Certainly on the extractive industry side we did see evidence of large marble and other extractive locations, mining locations, being operated by members of the Rajapaksa family. The notion that this was an open process where there could be competing bids and all that sort of stuff didn't strike us as very likely under the circumstance.
We did receive testimony about the way in which some security forces were dealing with the many widows who continue to live in the north. While they take the public position that they are there to protect everybody, there are, sadly, incidents reported of members of various organizations knocking on widows' doors in the middle of the night with intentions that none of us around this table would view as necessarily honourable.

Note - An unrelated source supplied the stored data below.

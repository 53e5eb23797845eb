use nilis_storage::StorageError;
use tonic::Status;

use crate::config::ConfigError;
use crate::tls::TlsError;
use crate::topology::ShardId;
use crate::transport::TransportError;

/// Per-request failure of the dispatch layer. A missing key is not an
/// error; it surfaces as `Ok(None)` from `get`.
#[derive(thiserror::Error, Debug)]
pub enum DispatchError {
    #[error("Invalid: {0}")]
    InvalidArgument(String),
    #[error("Storage error: {0}")]
    Storage(#[from] StorageError),
    #[error("Shard {shard} at {address} unavailable: {source}")]
    Unavailable {
        shard: ShardId,
        address: String,
        #[source]
        source: TransportError,
    },
    #[error("Remote shard {shard} replied: {status}")]
    Remote { shard: ShardId, status: Status },
    #[error("Request forwarded to shard {local} but owned by shard {owner}")]
    Misrouted { local: ShardId, owner: ShardId },
    #[error("Request cancelled before dispatch")]
    Cancelled,
    #[error("Internal: {0}")]
    Internal(String),
}

impl From<DispatchError> for tonic::Status {
    fn from(value: DispatchError) -> Self {
        match value {
            DispatchError::InvalidArgument(msg) => Status::invalid_argument(msg),
            // engine details stay in the logs
            DispatchError::Storage(_) | DispatchError::Internal(_) => {
                Status::internal("internal storage error")
            }
            DispatchError::Unavailable { shard, .. } => {
                Status::unavailable(format!("shard {shard} unavailable"))
            }
            DispatchError::Remote { status, .. } => status,
            DispatchError::Misrouted { .. } => {
                Status::failed_precondition(value.to_string())
            }
            DispatchError::Cancelled => Status::cancelled("request cancelled"),
        }
    }
}

/// Failure to bring a node up. Any of these aborts startup.
#[derive(thiserror::Error, Debug)]
pub enum NilisError {
    #[error("Failed to load configuration: {0}")]
    Env(#[from] envconfig::Error),
    #[error("Invalid configuration: {0}")]
    Config(#[from] ConfigError),
    #[error("Storage error: {0}")]
    Storage(#[from] StorageError),
    #[error("IO error: {0}")]
    Io(#[from] std::io::Error),
    #[error("gRPC server error: {0}")]
    Server(#[from] tonic::transport::Error),
    #[error("TLS error: {0}")]
    Tls(#[from] TlsError),
    #[error("Reflection error: {0}")]
    Reflection(#[from] tonic_reflection::server::Error),
    #[error("Server task failed: {0}")]
    Join(#[from] tokio::task::JoinError),
}
//! Node-to-node calls: forwarding client requests to a shard primary and
//! shipping committed mutations to replicas.

mod conn;
mod grpc;
#[cfg(test)]
pub(crate) mod mock;

use std::time::Duration;

use bytes::Bytes;
use tonic::{Code, Status};

pub use conn::{ConnManager, PoolConfig};
pub use grpc::{ChannelManager, GrpcTransport};

#[derive(thiserror::Error, Debug)]
pub enum TransportError {
    #[error("gRPC error: {0}")]
    GrpcError(#[from] Status),
    #[error("gRPC connect error: {0}")]
    GrpcConnectError(#[from] tonic::transport::Error),
    #[error("Uri parsing error: {0}")]
    InvalidUrl(#[from] http::uri::InvalidUri),
    #[error("Timeout")]
    Timeout,
    #[error("Pool error: {0}")]
    PoolError(String),
}

impl TransportError {
    /// Whether the peer could not be reached in time, as opposed to the peer
    /// answering with an application status.
    pub fn is_unavailable(&self) -> bool {
        match self {
            TransportError::GrpcError(status) => matches!(
                status.code(),
                Code::Unavailable | Code::DeadlineExceeded
            ),
            _ => true,
        }
    }
}

impl From<mobc::Error<TransportError>> for TransportError {
    fn from(value: mobc::Error<TransportError>) -> Self {
        match value {
            mobc::Error::Inner(e) => e,
            mobc::Error::Timeout => TransportError::Timeout,
            mobc::Error::BadConn => {
                TransportError::PoolError("bad connection".into())
            }
            mobc::Error::PoolClosed => {
                TransportError::PoolError("pool closed".into())
            }
        }
    }
}

/// The cluster calls the core needs. Every call carries an explicit deadline.
#[async_trait::async_trait]
pub trait ClusterTransport: Send + Sync + 'static {
    /// `Ok(None)` when the remote primary has no record for `key`.
    async fn get(
        &self,
        address: &str,
        key: &str,
        timeout: Duration,
    ) -> Result<Option<Bytes>, TransportError>;

    async fn set(
        &self,
        address: &str,
        key: &str,
        value: Bytes,
        timeout: Duration,
    ) -> Result<(), TransportError>;

    async fn delete(
        &self,
        address: &str,
        key: &str,
        timeout: Duration,
    ) -> Result<(), TransportError>;

    /// Ship a mutation to a replica. `Ok(false)` means the replica already
    /// held a newer version of the key.
    async fn apply(
        &self,
        address: &str,
        mutation: nilis_pb::Mutation,
        timeout: Duration,
    ) -> Result<bool, TransportError>;
}
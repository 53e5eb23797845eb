tonic::include_proto!("nilis");

pub const FILE_DESCRIPTOR_SET: &[u8] =
    tonic::include_file_descriptor_set!("nilis_descriptor");

/// Metadata key marking a request that was already proxied once by a peer.
pub const FORWARDED_HEADER: &str = "x-nilis-forwarded";

impl Mutation {
    #[inline]
    pub fn is_delete(&self) -> bool {
        self.op() == MutationOp::Delete
    }
}
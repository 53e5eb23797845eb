use std::sync::atomic::{AtomicU64, Ordering};

/// Lock-free counters describing how far replicas trail their primary.
#[derive(Debug, Default)]
pub struct ReplicationStats {
    enqueued: AtomicU64,
    applied: AtomicU64,
    stale: AtomicU64,
    failed: AtomicU64,
    dropped: AtomicU64,
    resynced: AtomicU64,
}

#[derive(Debug, Clone, Copy, Default, PartialEq, Eq)]
pub struct ReplicationSnapshot {
    pub enqueued: u64,
    pub applied: u64,
    pub stale: u64,
    /// Queued mutations whose delivery ran out of attempts.
    pub failed: u64,
    /// Mutations that never made it into a replica queue.
    pub dropped: u64,
    /// Keys re-sent from current storage state after a failure or drop.
    pub resynced: u64,
    /// Keys currently parked for a resync, summed over replicas.
    pub pending: u64,
}

impl ReplicationSnapshot {
    /// Keys some replica is known to be missing right now.
    pub fn lagging(&self) -> u64 {
        self.pending
    }

    /// Mutations queued but not yet resolved either way.
    pub fn in_flight(&self) -> u64 {
        self.enqueued
            .saturating_sub(self.applied + self.stale + self.failed)
    }
}

impl ReplicationStats {
    #[inline]
    pub fn record_enqueued(&self) {
        self.enqueued.fetch_add(1, Ordering::Relaxed);
    }

    #[inline]
    pub fn record_applied(&self) {
        self.applied.fetch_add(1, Ordering::Relaxed);
    }

    #[inline]
    pub fn record_stale(&self) {
        self.stale.fetch_add(1, Ordering::Relaxed);
    }

    #[inline]
    pub fn record_failed(&self) {
        self.failed.fetch_add(1, Ordering::Relaxed);
    }

    #[inline]
    pub fn record_dropped(&self) {
        self.dropped.fetch_add(1, Ordering::Relaxed);
    }

    #[inline]
    pub fn record_resynced(&self) {
        self.resynced.fetch_add(1, Ordering::Relaxed);
    }

    /// Counter values; `pending` is left at zero for the caller to fill.
    pub fn snapshot(&self) -> ReplicationSnapshot {
        ReplicationSnapshot {
            enqueued: self.enqueued.load(Ordering::Relaxed),
            applied: self.applied.load(Ordering::Relaxed),
            stale: self.stale.load(Ordering::Relaxed),
            failed: self.failed.load(Ordering::Relaxed),
            dropped: self.dropped.load(Ordering::Relaxed),
            resynced: self.resynced.load(Ordering::Relaxed),
            pending: 0,
        }
    }
}
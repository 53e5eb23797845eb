use envconfig::Envconfig;
use nilis_server::{NilisConfig, NilisError, start_server};
use tracing::{debug, error, info};

fn init_log() {
    use tracing::level_filters::LevelFilter;
    use tracing_subscriber::{
        EnvFilter, layer::SubscriberExt, util::SubscriberInitExt,
    };
    tracing_subscriber::registry()
        .with(tracing_subscriber::fmt::layer())
        .with(
            EnvFilter::builder()
                .with_default_directive(LevelFilter::INFO.into())
                .with_env_var("NILIS_LOG")
                .from_env_lossy(),
        )
        .init();
}

fn main() -> Result<(), NilisError> {
    init_log();
    tokio::runtime::Builder::new_multi_thread()
        .enable_all()
        .build()?
        .block_on(start())
}

async fn start() -> Result<(), NilisError> {
    let conf = NilisConfig::init_from_env()?;
    debug!("use nilis config: {:?}", conf);
    let mut node = match start_server(&conf).await {
        Ok(node) => node,
        Err(e) => {
            error!(error = %e, "failed to start nilis");
            return Err(e);
        }
    };

    let ctrl_c = async {
        if let Err(e) = tokio::signal::ctrl_c().await {
            error!(error = %e, "unable to listen for shutdown signal");
        }
    };

    tokio::select! {
        _ = ctrl_c => {
            info!("starting a clean up for shutdown");
        }
        result = node.stopped() => {
            if let Err(e) = &result {
                error!(error = %e, "gRPC server exited");
            }
            node.close().await?;
            return result;
        }
    }
    node.close().await
}
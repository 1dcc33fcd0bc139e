//! Query/Transform engine - derives the chart-ready tables from the dataset

mod donors;
mod pivot;
mod series;

pub use donors::{
    build_donor_shares, extract_donor_name, is_donor_flow_label, DonorShare, DonorShareRow,
    DONOR_FLOW_PHRASE, OTHERS_LABEL,
};
pub use pivot::{build_pivot, PivotRow, PivotTable};
pub use series::{build_series, AggregatedSeries};

use log::debug;
use std::collections::BTreeSet;

use crate::config::EngineConfig;
use crate::data::Dataset;

/// Filter parameters captured by the control layer for one query.
#[derive(Debug, Clone, Default)]
pub struct FilterSpec {
    /// Indicator for the line/bar series.
    pub indicator: String,
    /// Inclusive year range for the series and pivot views.
    pub year_range: (i32, i32),
    /// Year selected for the donor-share view; `None` skips that view.
    pub donor_year: Option<i32>,
    /// Optional override of the configured donor allow-list.
    pub donor_countries: Option<BTreeSet<String>>,
    /// Indicators for the stacked-area pivot, in display order.
    pub multi_indicators: Vec<String>,
}

/// The derived tables one filter change hands to the rendering layer.
#[derive(Debug, Clone)]
pub struct DashboardTables {
    /// Indicator label the renderer uses for chart titles.
    pub indicator: String,
    pub series: AggregatedSeries,
    pub donor_shares: Option<DonorShare>,
    pub pivot: PivotTable,
}

/// Evaluate a whole `FilterSpec` against the dataset in one pass per view.
pub fn run_query(dataset: &Dataset, filter: &FilterSpec, config: &EngineConfig) -> DashboardTables {
    let (year_low, year_high) = filter.year_range;
    debug!(
        "query: indicator={:?} years={}..={} donor_year={:?}",
        filter.indicator, year_low, year_high, filter.donor_year
    );

    let series = build_series(dataset, &filter.indicator, year_low, year_high);

    let donor_shares = filter.donor_year.map(|year| {
        let allow_list: BTreeSet<String> = match &filter.donor_countries {
            Some(selected) => selected.clone(),
            None => config.known_donors.iter().cloned().collect(),
        };
        build_donor_shares(dataset, year, &allow_list, config.long_tail_threshold)
    });

    let pivot = build_pivot(dataset, &filter.multi_indicators, year_low, year_high);

    DashboardTables {
        indicator: filter.indicator.clone(),
        series,
        donor_shares,
        pivot,
    }
}
//! Engine Configuration Module
//! Externalized donor allow-list and long-tail threshold.

use serde::{Deserialize, Serialize};
use std::fs;
use std::path::Path;
use thiserror::Error;

#[derive(Error, Debug)]
pub enum ConfigError {
    #[error("Failed to read config file: {0}")]
    Io(#[from] std::io::Error),
    #[error("Failed to parse config file: {0}")]
    Json(#[from] serde_json::Error),
}

/// DAC donor countries/institutions recognized by the donor-share view.
///
/// This is data, not logic: the default mirrors the donor set present in the
/// World Bank aid-effectiveness table, and deployments can replace it through
/// a config file.
pub const DEFAULT_DAC_DONORS: &[&str] = &[
    "Australia",
    "Austria",
    "Belgium",
    "Canada",
    "Czech Republic",
    "Denmark",
    "European Union institutions",
    "Finland",
    "France",
    "Germany",
    "Greece",
    "Iceland",
    "Ireland",
    "Italy",
    "Japan",
    "Korea, Rep.",
    "Luxembourg",
    "Netherlands",
    "New Zealand",
    "Norway",
    "Poland",
    "Portugal",
    "Slovak Republic",
    "Slovenia",
    "Spain",
    "Sweden",
    "Switzerland",
    "United Kingdom",
    "United States",
];

/// Tunable settings for the query engine.
#[derive(Debug, Clone, Serialize, Deserialize)]
#[serde(default)]
pub struct EngineConfig {
    /// Share threshold (in percent) below which a donor is folded into the
    /// synthetic "Others" row of the donor-share table.
    pub long_tail_threshold: f64,
    /// Donor names accepted by the donor-share view.
    pub known_donors: Vec<String>,
}

impl Default for EngineConfig {
    fn default() -> Self {
        Self {
            long_tail_threshold: 1.0,
            known_donors: DEFAULT_DAC_DONORS.iter().map(|s| s.to_string()).collect(),
        }
    }
}

impl EngineConfig {
    /// Load settings from a JSON file. Missing fields fall back to defaults.
    pub fn from_file(path: &Path) -> Result<Self, ConfigError> {
        let raw = fs::read_to_string(path)?;
        Ok(serde_json::from_str(&raw)?)
    }
}
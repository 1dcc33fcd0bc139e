//! Aidboard - Foreign-Aid Indicator Dashboard Core
//!
//! Loads a delimited indicator table into an immutable in-memory dataset and
//! derives the summary tables consumed by the rendering layer: a
//! single-indicator time series, a donor-country share table with long-tail
//! bucketing, and a year-by-indicator pivot table.

pub mod config;
pub mod data;
pub mod engine;

pub use config::EngineConfig;
pub use data::{Dataset, DatasetLoader, LoadError, Record};
pub use engine::{
    build_donor_shares, build_pivot, build_series, extract_donor_name, run_query,
    AggregatedSeries, DashboardTables, DonorShare, DonorShareRow, FilterSpec, PivotRow,
    PivotTable,
};
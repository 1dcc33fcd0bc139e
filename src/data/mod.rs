//! Data module - CSV loading and the immutable working set

mod dataset;
mod loader;

pub use dataset::{Dataset, Record};
pub use loader::{DatasetLoader, LoadError};
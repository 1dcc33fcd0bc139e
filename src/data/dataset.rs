//! Dataset Module
//! Immutable in-memory representation of the cleaned indicator table.

/// One cleaned row of the source table.
#[derive(Debug, Clone, PartialEq)]
pub struct Record {
    pub year: i32,
    pub indicator_name: String,
    pub indicator_code: Option<String>,
    pub value: Option<f64>,
}

/// The cleaned working set, built once by the loader and never mutated.
#[derive(Debug, Clone, Default)]
pub struct Dataset {
    records: Vec<Record>,
}

impl Dataset {
    pub fn new(records: Vec<Record>) -> Self {
        Self { records }
    }

    pub fn records(&self) -> &[Record] {
        &self.records
    }

    pub fn len(&self) -> usize {
        self.records.len()
    }

    pub fn is_empty(&self) -> bool {
        self.records.is_empty()
    }

    /// Unique indicator names, sorted. Used by the control layer to populate
    /// its indicator selectors.
    pub fn indicator_names(&self) -> Vec<String> {
        let mut names: Vec<String> = self
            .records
            .iter()
            .map(|r| r.indicator_name.clone())
            .collect();
        names.sort();
        names.dedup();
        names
    }

    /// Inclusive (min, max) year range present in the dataset, or `None` when
    /// the dataset is empty. Used by the control layer for its year slider.
    pub fn year_span(&self) -> Option<(i32, i32)> {
        let mut years = self.records.iter().map(|r| r.year);
        let first = years.next()?;
        Some(years.fold((first, first), |(lo, hi), y| (lo.min(y), hi.max(y))))
    }
}

#[cfg(test)]
mod tests {
    use super::*;

    fn record(year: i32, name: &str, value: f64) -> Record {
        Record {
            year,
            indicator_name: name.to_string(),
            indicator_code: None,
            value: Some(value),
        }
    }

    #[test]
    fn indicator_names_are_unique_and_sorted() {
        let ds = Dataset::new(vec![
            record(1990, "Net ODA", 1.0),
            record(1991, "Aid per capita", 2.0),
            record(1992, "Net ODA", 3.0),
        ]);
        assert_eq!(ds.indicator_names(), vec!["Aid per capita", "Net ODA"]);
    }

    #[test]
    fn year_span_handles_unordered_records() {
        let ds = Dataset::new(vec![
            record(1995, "A", 1.0),
            record(1990, "A", 1.0),
            record(1993, "A", 1.0),
        ]);
        assert_eq!(ds.year_span(), Some((1990, 1995)));
    }

    #[test]
    fn empty_dataset_has_no_span() {
        assert_eq!(Dataset::default().year_span(), None);
    }
}
//! Donor Share Builder
//! Extracts donor countries from free-text indicator labels and aggregates
//! their shares for the pie chart view, bucketing the long tail into an
//! "Others" row.

use once_cell::sync::Lazy;
use regex::Regex;
use std::collections::{BTreeMap, BTreeSet};

use crate::data::Dataset;

/// Phrase identifying bilateral-aid indicator labels, matched case-insensitively.
pub const DONOR_FLOW_PHRASE: &str = "Net bilateral aid flows from DAC donors";

/// Name of the synthetic long-tail bucket row.
pub const OTHERS_LABEL: &str = "Others (<1%)";

/// Donor name sits between "DAC donors," and the next "(", e.g.
/// "Net bilateral aid flows from DAC donors, France (current US$)".
static DONOR_NAME_RE: Lazy<Regex> =
    Lazy::new(|| Regex::new(r"(?i)DAC donors,\s*([^(]*?)\s*\(").expect("donor pattern is valid"));

static DONOR_FLOW_RE: Lazy<Regex> = Lazy::new(|| {
    Regex::new(&format!("(?i){}", regex::escape(DONOR_FLOW_PHRASE)))
        .expect("phrase pattern is valid")
});

/// One row of the donor-share table.
#[derive(Debug, Clone, PartialEq)]
pub struct DonorShareRow {
    pub name: String,
    pub value: f64,
    /// Percentage of the table total, in [0, 100].
    pub share: f64,
}

/// Donor-share table for one year. Row order is deterministic but carries no
/// presentation contract.
#[derive(Debug, Clone, PartialEq, Default)]
pub struct DonorShare {
    pub rows: Vec<DonorShareRow>,
    pub total: f64,
}

/// True when the label is a bilateral-aid-flow indicator.
pub fn is_donor_flow_label(label: &str) -> bool {
    DONOR_FLOW_RE.is_match(label)
}

/// Pull the donor-country name out of an indicator label: the text after
/// "DAC donors," up to the next "(", trimmed. `None` when the label does not
/// follow that shape.
pub fn extract_donor_name(label: &str) -> Option<String> {
    DONOR_NAME_RE
        .captures(label)
        .and_then(|caps| caps.get(1))
        .map(|m| m.as_str().trim().to_string())
        .filter(|name| !name.is_empty())
}

/// Aggregate bilateral-aid values per donor for one exact year and compute
/// percentage shares, folding donors below `threshold` percent into a single
/// "Others (<1%)" row.
///
/// Labels where name extraction fails are tagged "Unknown" and fall out via
/// the allow-list; a zero total defines every share as 0 rather than failing.
pub fn build_donor_shares(
    dataset: &Dataset,
    year: i32,
    known_donors: &BTreeSet<String>,
    threshold: f64,
) -> DonorShare {
    let mut sums: BTreeMap<String, f64> = BTreeMap::new();
    for record in dataset.records() {
        if record.year != year || !is_donor_flow_label(&record.indicator_name) {
            continue;
        }
        let donor =
            extract_donor_name(&record.indicator_name).unwrap_or_else(|| "Unknown".to_string());
        if !known_donors.contains(&donor) {
            continue;
        }
        *sums.entry(donor).or_insert(0.0) += record.value.unwrap_or(0.0);
    }

    let total: f64 = sums.values().sum();
    let share_of = |value: f64| if total == 0.0 { 0.0 } else { value / total * 100.0 };

    let mut rows = Vec::with_capacity(sums.len());
    let mut others_value = 0.0;
    let mut folded_any = false;
    for (name, value) in sums {
        let share = share_of(value);
        if share < threshold {
            others_value += value;
            folded_any = true;
        } else {
            rows.push(DonorShareRow { name, value, share });
        }
    }
    if folded_any {
        rows.push(DonorShareRow {
            name: OTHERS_LABEL.to_string(),
            value: others_value,
            share: share_of(others_value),
        });
    }

    DonorShare { rows, total }
}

That mix of intimidation, and lack of any compassion with respect to their need for clarity about what happened to their husbands or children, combined produces a significant level of oppression. You will have seen, as we all have seen, those who gathered in great numbers around the British Prime Minister when he was in that part of the world holding up pictures of their loved ones and beseeching him to somehow be helpful in coming to terms with this terrible gap in their lives.
So that struck us from various briefings we received from people on the ground, including the United Nations High Commissioner for Refugees, as a very serious problem. Many of the displaced persons with whom we met were in fact these various widows who were living in a circumstance that was completely unmanageable. They were very brave about it and very determined, but their circumstance was in fact quite desperate.